- About this task
Extract every line of the material that holds the string "start".

- Supplied material
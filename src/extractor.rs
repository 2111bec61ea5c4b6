//! Marker scanning over a single file's text.
//!
//! A documentation fragment sits strictly between a `@swg_begin` and a
//! `@swg_end` marker. The markers may appear inside any comment syntax;
//! extraction does not know or care about the host language, it only
//! searches the raw text. [`BlockExtractor`] walks one file and yields
//! every fragment in order of appearance.

use std::path::Path;

use crate::diagnostics::MalformedBlock;

/// Opens a documentation fragment.
pub const BLOCK_BEGIN: &str = "@swg_begin";
/// Closes a documentation fragment.
pub const BLOCK_END: &str = "@swg_end";

/// One raw fragment found between a marker pair.
///
/// `text` is byte-identical to the region between the markers, untouched
/// whitespace included. `start`/`end` are its byte offsets within the file.
#[derive(Debug, Clone, PartialEq, Eq)]
pub struct RawBlock<'a> {
    pub source: &'a Path,
    pub text: &'a str,
    pub start: usize,
    pub end: usize,
}

/// Iterator over the fragments of one file.
///
/// Yields `Ok(RawBlock)` for each properly closed marker pair and
/// `Err(MalformedBlock)` for each open marker that is never closed, either
/// because another open marker intervenes or because the file ends first.
/// Extraction always resumes after a malformed marker, so later valid
/// blocks in the same file are still found. A stray close marker with no
/// preceding open is plain text and ignored.
pub struct BlockExtractor<'a> {
    source: &'a Path,
    text: &'a str,
    cursor: usize,
}

impl<'a> BlockExtractor<'a> {
    pub fn new(source: &'a Path, text: &'a str) -> Self {
        BlockExtractor {
            source,
            text,
            cursor: 0,
        }
    }

    /// 1-based line number of a byte offset, for diagnostics.
    fn line_of(&self, offset: usize) -> usize {
        self.text[..offset].bytes().filter(|&b| b == b'\n').count() + 1
    }

    fn unterminated(&self, begin: usize) -> MalformedBlock {
        MalformedBlock {
            source: self.source.to_path_buf(),
            reason: format!(
                "{} at line {} has no matching {}",
                BLOCK_BEGIN,
                self.line_of(begin),
                BLOCK_END
            ),
        }
    }
}

impl<'a> Iterator for BlockExtractor<'a> {
    type Item = Result<RawBlock<'a>, MalformedBlock>;

    fn next(&mut self) -> Option<Self::Item> {
        let begin = self.cursor + self.text[self.cursor..].find(BLOCK_BEGIN)?;
        let start = begin + BLOCK_BEGIN.len();
        let reopen = self.text[start..].find(BLOCK_BEGIN);
        match self.text[start..].find(BLOCK_END) {
            Some(close) if reopen.map_or(true, |r| close < r) => {
                let end = start + close;
                self.cursor = end + BLOCK_END.len();
                Some(Ok(RawBlock {
                    source: self.source,
                    text: &self.text[start..end],
                    start,
                    end,
                }))
            }
            // No close marker before the next open marker (or EOF). Report
            // this open marker and resume at the intervening one, if any.
            _ => {
                self.cursor = match reopen {
                    Some(r) => start + r,
                    None => self.text.len(),
                };
                Some(Err(self.unterminated(begin)))
            }
        }
    }
}

#[cfg(test)]
mod tests {
    use super::*;
    use std::path::Path;

    fn blocks(text: &str) -> Vec<Result<String, String>> {
        BlockExtractor::new(Path::new("test.py"), text)
            .map(|item| {
                item.map(|block| block.text.to_string())
                    .map_err(|malformed| malformed.reason)
            })
            .collect()
    }

    #[test]
    fn test_extracts_single_block() {
        let text = "/*\n@swg_begin\npath: /pets\nmethod: get\n@swg_end\n*/\n";
        let found = blocks(text);
        assert_eq!(found, vec![Ok("\npath: /pets\nmethod: get\n".to_string())]);
    }

    #[test]
    fn test_extracts_blocks_in_order_of_appearance() {
        let text = "@swg_begin one @swg_end middle @swg_begin two @swg_end";
        let found = blocks(text);
        assert_eq!(
            found,
            vec![Ok(" one ".to_string()), Ok(" two ".to_string())]
        );
    }

    #[test]
    fn test_block_text_is_byte_identical() {
        let text = "x @swg_begin\t \n  raw\r\n@swg_end y";
        let found = BlockExtractor::new(Path::new("t"), text)
            .collect::<Result<Vec<_>, _>>()
            .unwrap();
        assert_eq!(found.len(), 1);
        assert_eq!(found[0].text, "\t \n  raw\r\n");
        assert_eq!(&text[found[0].start..found[0].end], found[0].text);
    }

    #[test]
    fn test_no_markers_yields_nothing() {
        assert!(blocks("def index():\n    pass\n").is_empty());
    }

    #[test]
    fn test_empty_block_is_yielded() {
        let found = blocks("@swg_begin@swg_end");
        assert_eq!(found, vec![Ok(String::new())]);
    }

    #[test]
    fn test_unterminated_block_at_eof() {
        let found = blocks("text\n@swg_begin\npath: /pets\n");
        assert_eq!(found.len(), 1);
        let reason = found[0].as_ref().unwrap_err();
        assert!(reason.contains("line 2"), "unexpected reason: {}", reason);
        assert!(reason.contains("no matching @swg_end"));
    }

    #[test]
    fn test_reopened_block_reports_first_and_keeps_second() {
        let text = "@swg_begin broken\n@swg_begin\npath: /ok\n@swg_end";
        let found = blocks(text);
        assert_eq!(found.len(), 2);
        assert!(found[0].is_err());
        assert_eq!(found[1], Ok("\npath: /ok\n".to_string()));
    }

    #[test]
    fn test_two_unterminated_opens_report_two_diagnostics() {
        let found = blocks("@swg_begin a\n@swg_begin b\n");
        assert_eq!(found.len(), 2);
        assert!(found.iter().all(|item| item.is_err()));
    }

    #[test]
    fn test_stray_close_marker_is_plain_text() {
        let found = blocks("@swg_end\n@swg_begin ok @swg_end");
        assert_eq!(found, vec![Ok(" ok ".to_string())]);
    }

    #[test]
    fn test_close_marker_inside_block_terminates_it() {
        // The first close wins; the rest of the line is outside the block.
        let found = blocks("@swg_begin a @swg_end b @swg_end");
        assert_eq!(found, vec![Ok(" a ".to_string())]);
    }

    #[test]
    fn test_source_path_is_threaded_through() {
        let text = "@swg_begin x @swg_end @swg_begin y";
        let mut extractor = BlockExtractor::new(Path::new("app/views.py"), text);
        let ok = extractor.next().unwrap().unwrap();
        assert_eq!(ok.source, Path::new("app/views.py"));
        let err = extractor.next().unwrap().unwrap_err();
        assert_eq!(err.source, Path::new("app/views.py"));
    }
}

- Task answer
/// whitespace included. `start`/`end` are its byte offsets within the file.
    pub start: usize,
        let start = begin + BLOCK_BEGIN.len();
        let reopen = self.text[start..].find(BLOCK_BEGIN);
        match self.text[start..].find(BLOCK_END) {
                let end = start + close;
                    text: &self.text[start..end],
                    start,
                    Some(r) => start + r,
        assert_eq!(&text[found[0].start..found[0].end], found[0].text);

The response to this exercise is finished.